Belgian war reporter warns conflict zones are becoming inaccessible

Belgian war reporter warns conflict zones are becoming inaccessible
Credit : Alex Kuhni

Wilson Fache, 33, is a luminary in war reporting. Today, it is becoming almost impossible for him to access certain conflict zones. "People tell me they don't trust the media anymore, but they trust reporters who are there," he tells The Brussels Times.

Which raises a question: what happens to journalism when access to the field becomes impossible?

How drones reshape war reporting

September 2025, Kherson, southern Ukraine. The Dnipro River splits an almost deserted city transformed into a drone training ground by Russian troops.

Fache and other press members are ensconced in a hospital, a few kilometres from the war-torn waterway. His fixer goes out for a smoke. He barely makes it past the threshold when someone shouts at him, "GET BACK INSIDE, NOW!"

The Russians have been using the area as a shooting range where drone pilots aim at any member of the population left, including the press.

Entering certain zones is signalled by traffic lights; red means heavy drone activity, thus no entry. Green means crossing is "safe".

Roads are covered with nets, resembling fishing nets, to prevent drones from getting through. Russians have found devious ways to infiltrate the nets by sending a drone to set them on fire.

Credit : Justin Yau

Tiptoeing for 10km

First-person view drones (FPV) fly through net gaps, striking racing vehicles. Although Ukrainians have countermeasure jamming systems, Russians have developed tethered drones, a type of aerial vehicle connected by a 30km fibre-optic cable capable of being operated from afar.

Fache recalls a conversation with Toma Istomina, deputy editor-in-chief of the Kyiv Independent. She tells him a story about one of her reporters who wanted to reach a zone near the frontline. The only way to get there was to tiptoe for about 10 kilometres, while carrying a shotgun, because "it is too dangerous to go by car, as vehicles are too easily targeted by drones."
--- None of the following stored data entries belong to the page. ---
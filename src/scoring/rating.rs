use crate::config::RatingConfig;
use crate::error::{finite, MatchError};

/// Proximity of the game's rating to the user's usual rating, with a flat bonus
/// for highly rated games.
pub fn rating_score(
    user_rating: f64,
    game_rating: f64,
    config: &RatingConfig,
) -> Result<f64, MatchError> {
    let user_rating = finite("user.stats.averageRating", user_rating)?;
    let game_rating = finite("game rating", game_rating)?;

    let diff = (user_rating - game_rating).abs();
    let mut score = (100.0 - diff * config.penalty_per_point).max(0.0);

    if game_rating >= config.high_rating_threshold {
        score += config.high_rating_bonus;
    }

    Ok(score.min(100.0))
}
use game_match::{GameProfile, UserProfile};
use serde::Deserialize;

/// Body of `POST /api/match`. A missing or null `user` is an anonymous visitor.
#[derive(Debug, Deserialize)]
pub struct ApiMatchRequest {
    #[serde(default)]
    pub user: Option<UserProfile>,
    #[serde(default)]
    pub game: Option<GameProfile>,
}

impl ApiMatchRequest {
    pub fn parts(&self) -> (Option<&UserProfile>, Option<&GameProfile>) {
        (self.user.as_ref(), self.game.as_ref())
    }
}
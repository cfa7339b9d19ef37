use crate::config::GenreConfig;
use crate::profile::names_overlap;

/// Overlap between the user's favorite genres and the game's genres.
///
/// Both slices must already be lowercased. A game genre counts as matching when it
/// overlaps any favorite by substring in either direction; genres present verbatim
/// in the favorites earn an extra bonus on top.
pub fn genre_score(user_genres: &[String], game_genres: &[String], config: &GenreConfig) -> f64 {
    if game_genres.is_empty() {
        return 0.0;
    }

    let total = game_genres.len() as f64;
    let matching = game_genres
        .iter()
        .filter(|genre| user_genres.iter().any(|fav| names_overlap(fav, genre)))
        .count();
    let exact = game_genres
        .iter()
        .filter(|genre| user_genres.contains(*genre))
        .count();

    let base = matching as f64 / total * 100.0;
    let bonus = exact as f64 / total * config.exact_match_bonus;

    (base + bonus).min(100.0)
}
"A friend of mine, Anthoni Lallican, whom I worked with in Ukraine, was killed by a drone on 3 October 2025 while he was around 20 kilometres from the frontline," Fache says.

To this day, the Ukrainian side of the snowbound frontline is a "kill zone" stretching up to 20 kilometres wide, where drone threat is shaping war reporting.

Credit : Wilson Fache

'Catastrophic reality'

During the battle of Mosul, Iraq, in 2016, and even more so in 2017, Fache was a correspondent for several international media. He explains how ISIS pioneered the militarisation of small commercial drones. Cheap and easily accessible online.
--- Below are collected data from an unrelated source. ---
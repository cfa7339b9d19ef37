use crate::config::MatchConfig;
use crate::presentation::MatchTier;
use crate::profile::{names_overlap, GameProfile, UserProfile};
use crate::scoring::platform::first_compatible;

pub const MAX_REASONS: usize = 3;
const MAX_GENRES_IN_REASON: usize = 2;

/// Human-readable reasons behind a match, strongest signal first.
///
/// Returns nothing when either party is missing or the score is absent, zero or NaN.
/// Malformed genre or platform entries are skipped rather than failing the whole list.
pub fn match_reasons_with(
    config: &MatchConfig,
    user: Option<&UserProfile>,
    game: Option<&GameProfile>,
    match_score: Option<f64>,
) -> Vec<String> {
    let (user, game, score) = match (user, game, match_score) {
        (Some(user), Some(game), Some(score)) if score != 0.0 && !score.is_nan() => {
            (user, game, score)
        }
        _ => return Vec::new(),
    };

    let mut reasons = Vec::new();

    if let Some(reason) = genre_reason(user, game) {
        reasons.push(reason);
    }

    if game
        .ggdb_rating
        .is_some_and(|rating| rating >= config.rating.high_rating_threshold)
    {
        reasons.push("Highly rated by community".to_string());
    }

    if let Some(platform) = compatible_platform(user, game) {
        reasons.push(format!("Available on your {} platform", platform));
    }

    if let Some(reason) = MatchTier::from_score(score).reason() {
        reasons.push(reason.to_string());
    }

    reasons.truncate(MAX_REASONS);
    reasons
}

fn genre_reason(user: &UserProfile, game: &GameProfile) -> Option<String> {
    let favorites: Vec<String> = user
        .favorite_genres
        .iter()
        .flatten()
        .filter_map(|entry| entry.display_name().ok())
        .map(str::to_lowercase)
        .collect();

    let matched: Vec<&str> = game
        .genres()
        .iter()
        .filter(|genre| {
            let genre = genre.to_lowercase();
            favorites.iter().any(|fav| names_overlap(fav, &genre))
        })
        .take(MAX_GENRES_IN_REASON)
        .map(String::as_str)
        .collect();

    if matched.is_empty() {
        return None;
    }
    Some(format!("Matches your {} preferences", matched.join(" & ")))
}

fn compatible_platform<'a>(user: &UserProfile, game: &'a GameProfile) -> Option<&'a str> {
    let owned: Vec<String> = user
        .platforms
        .as_ref()?
        .iter()
        .filter_map(|entry| entry.display_name().ok())
        .map(str::to_lowercase)
        .collect();
    let platforms = game.platforms.as_ref()?;
    let lowered: Vec<String> = platforms.iter().map(|p| p.to_lowercase()).collect();

    first_compatible(&owned, &lowered)
        .and_then(|index| platforms.get(index))
        .map(String::as_str)
}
"They added explosive charges, either turning them into kamikaze drones or drones capable of dropping an explosive device, like a grenade, onto their targets."

Now, these military drones are being produced on an industrial scale, he explains. Smaller and "difficult to detect and to shoot down".

"That is the catastrophic reality of a war reporter today," Fache says.

Credit: Mohamed Elshahed

Venturing into besieged areas of conflict today has become almost impossible, he explains. War zones are off-limits, which is "dangerous for freedom of press."

Before 7 October 2023, Fache claims, journalists operated freely in Gaza. "It was actually interesting to work there as a journalist because, despite what some people think, we operated with almost total freedom," he says.

"There were attempts by Hamas to control the press and foreign journalists, but they never really worked. They tried to ban me from Gaza twice."

The first time was in 2019. Fache had written an article for Vice about drug traffickers in Gaza. "Hamas did not appreciate it, so they prevented me from returning." He managed to find a good fixer when negotiation was plausible. "I was able to go back and continue working there."

After 7 October, foreign reporters have been unable to enter Gaza independently, except Clarissa Ward from CNN. "Only local Palestinian journalists have been able to do their work, but they have been targeted and killed for it."

For decades, the idea of war reporting was built on proximity. The closer you were to the frontline, the closer you were to the truth. Reporters took risks to bear witness, to document, to verify, Fache explains.

Now, in many of the world's most critical conflicts, this premise no longer holds. Because the problem is no longer just getting close, "it's getting in at all".